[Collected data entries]
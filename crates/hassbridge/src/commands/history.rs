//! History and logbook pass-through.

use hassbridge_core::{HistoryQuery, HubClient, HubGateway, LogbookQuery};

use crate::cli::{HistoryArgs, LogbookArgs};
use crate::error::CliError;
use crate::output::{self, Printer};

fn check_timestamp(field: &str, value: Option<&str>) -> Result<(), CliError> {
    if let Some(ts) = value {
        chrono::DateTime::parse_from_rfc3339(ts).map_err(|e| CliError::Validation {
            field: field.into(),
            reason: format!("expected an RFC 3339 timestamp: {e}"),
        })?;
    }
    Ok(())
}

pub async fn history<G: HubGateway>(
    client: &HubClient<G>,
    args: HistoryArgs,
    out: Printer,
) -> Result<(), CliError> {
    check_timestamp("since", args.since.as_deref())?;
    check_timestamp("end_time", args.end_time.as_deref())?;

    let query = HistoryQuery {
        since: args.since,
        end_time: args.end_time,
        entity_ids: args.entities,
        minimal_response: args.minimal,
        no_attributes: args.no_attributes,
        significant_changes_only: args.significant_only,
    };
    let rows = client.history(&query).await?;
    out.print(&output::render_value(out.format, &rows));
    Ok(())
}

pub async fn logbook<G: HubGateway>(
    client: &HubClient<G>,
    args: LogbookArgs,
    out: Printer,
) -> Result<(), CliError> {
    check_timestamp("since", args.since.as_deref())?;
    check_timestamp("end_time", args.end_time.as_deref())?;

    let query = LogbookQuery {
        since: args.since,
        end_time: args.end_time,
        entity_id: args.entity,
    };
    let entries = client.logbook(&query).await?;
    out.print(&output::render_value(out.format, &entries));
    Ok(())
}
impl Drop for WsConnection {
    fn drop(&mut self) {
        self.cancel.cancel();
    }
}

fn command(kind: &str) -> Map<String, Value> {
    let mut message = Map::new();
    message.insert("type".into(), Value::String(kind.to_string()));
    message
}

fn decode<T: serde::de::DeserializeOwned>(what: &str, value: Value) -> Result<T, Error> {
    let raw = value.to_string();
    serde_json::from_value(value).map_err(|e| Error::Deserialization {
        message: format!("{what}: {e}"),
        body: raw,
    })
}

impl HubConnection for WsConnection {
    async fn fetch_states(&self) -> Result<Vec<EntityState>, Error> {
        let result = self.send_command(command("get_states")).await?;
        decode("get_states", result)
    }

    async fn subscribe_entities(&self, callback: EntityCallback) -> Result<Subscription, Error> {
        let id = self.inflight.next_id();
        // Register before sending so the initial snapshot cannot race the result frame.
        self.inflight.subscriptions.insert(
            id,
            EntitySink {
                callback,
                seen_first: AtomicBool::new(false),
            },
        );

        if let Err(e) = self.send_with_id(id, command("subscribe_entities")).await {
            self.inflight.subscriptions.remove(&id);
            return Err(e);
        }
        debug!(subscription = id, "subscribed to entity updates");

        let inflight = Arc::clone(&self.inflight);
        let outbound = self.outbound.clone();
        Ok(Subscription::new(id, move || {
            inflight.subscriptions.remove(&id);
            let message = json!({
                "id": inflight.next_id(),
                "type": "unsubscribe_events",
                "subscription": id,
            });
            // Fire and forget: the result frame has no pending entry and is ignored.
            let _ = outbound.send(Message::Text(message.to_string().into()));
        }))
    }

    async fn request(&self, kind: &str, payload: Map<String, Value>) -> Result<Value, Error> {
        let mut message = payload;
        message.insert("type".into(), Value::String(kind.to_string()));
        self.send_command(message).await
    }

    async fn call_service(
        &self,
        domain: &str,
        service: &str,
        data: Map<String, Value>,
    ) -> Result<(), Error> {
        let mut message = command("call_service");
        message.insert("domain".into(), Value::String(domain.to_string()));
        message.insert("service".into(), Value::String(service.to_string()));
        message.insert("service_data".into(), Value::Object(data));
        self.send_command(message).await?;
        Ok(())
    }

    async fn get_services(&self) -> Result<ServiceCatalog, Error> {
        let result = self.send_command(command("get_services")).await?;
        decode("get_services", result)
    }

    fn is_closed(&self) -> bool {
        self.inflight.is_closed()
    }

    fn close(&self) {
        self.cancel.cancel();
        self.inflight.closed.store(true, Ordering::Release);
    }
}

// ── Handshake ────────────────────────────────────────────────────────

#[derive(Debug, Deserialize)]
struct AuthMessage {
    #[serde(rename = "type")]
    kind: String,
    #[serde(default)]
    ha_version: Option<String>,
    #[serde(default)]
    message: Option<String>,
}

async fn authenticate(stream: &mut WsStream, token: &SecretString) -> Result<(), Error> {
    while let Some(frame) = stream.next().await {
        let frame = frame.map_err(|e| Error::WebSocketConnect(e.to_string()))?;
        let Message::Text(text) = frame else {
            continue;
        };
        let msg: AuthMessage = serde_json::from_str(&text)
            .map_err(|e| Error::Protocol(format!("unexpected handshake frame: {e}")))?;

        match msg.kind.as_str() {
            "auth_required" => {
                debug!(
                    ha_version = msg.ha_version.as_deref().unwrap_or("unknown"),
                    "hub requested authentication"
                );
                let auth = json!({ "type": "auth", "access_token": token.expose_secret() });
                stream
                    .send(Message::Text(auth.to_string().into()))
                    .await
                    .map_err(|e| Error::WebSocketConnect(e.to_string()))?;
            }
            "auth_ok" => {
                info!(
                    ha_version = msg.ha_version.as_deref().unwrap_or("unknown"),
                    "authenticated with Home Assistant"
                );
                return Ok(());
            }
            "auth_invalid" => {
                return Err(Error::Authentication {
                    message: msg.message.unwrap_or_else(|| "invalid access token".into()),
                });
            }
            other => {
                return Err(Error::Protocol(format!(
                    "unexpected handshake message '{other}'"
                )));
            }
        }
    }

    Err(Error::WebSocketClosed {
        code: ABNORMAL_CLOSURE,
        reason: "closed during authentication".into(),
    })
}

■ **Work required**
State how many lines above contain the word "reason", and nothing more.

■ **Response**
2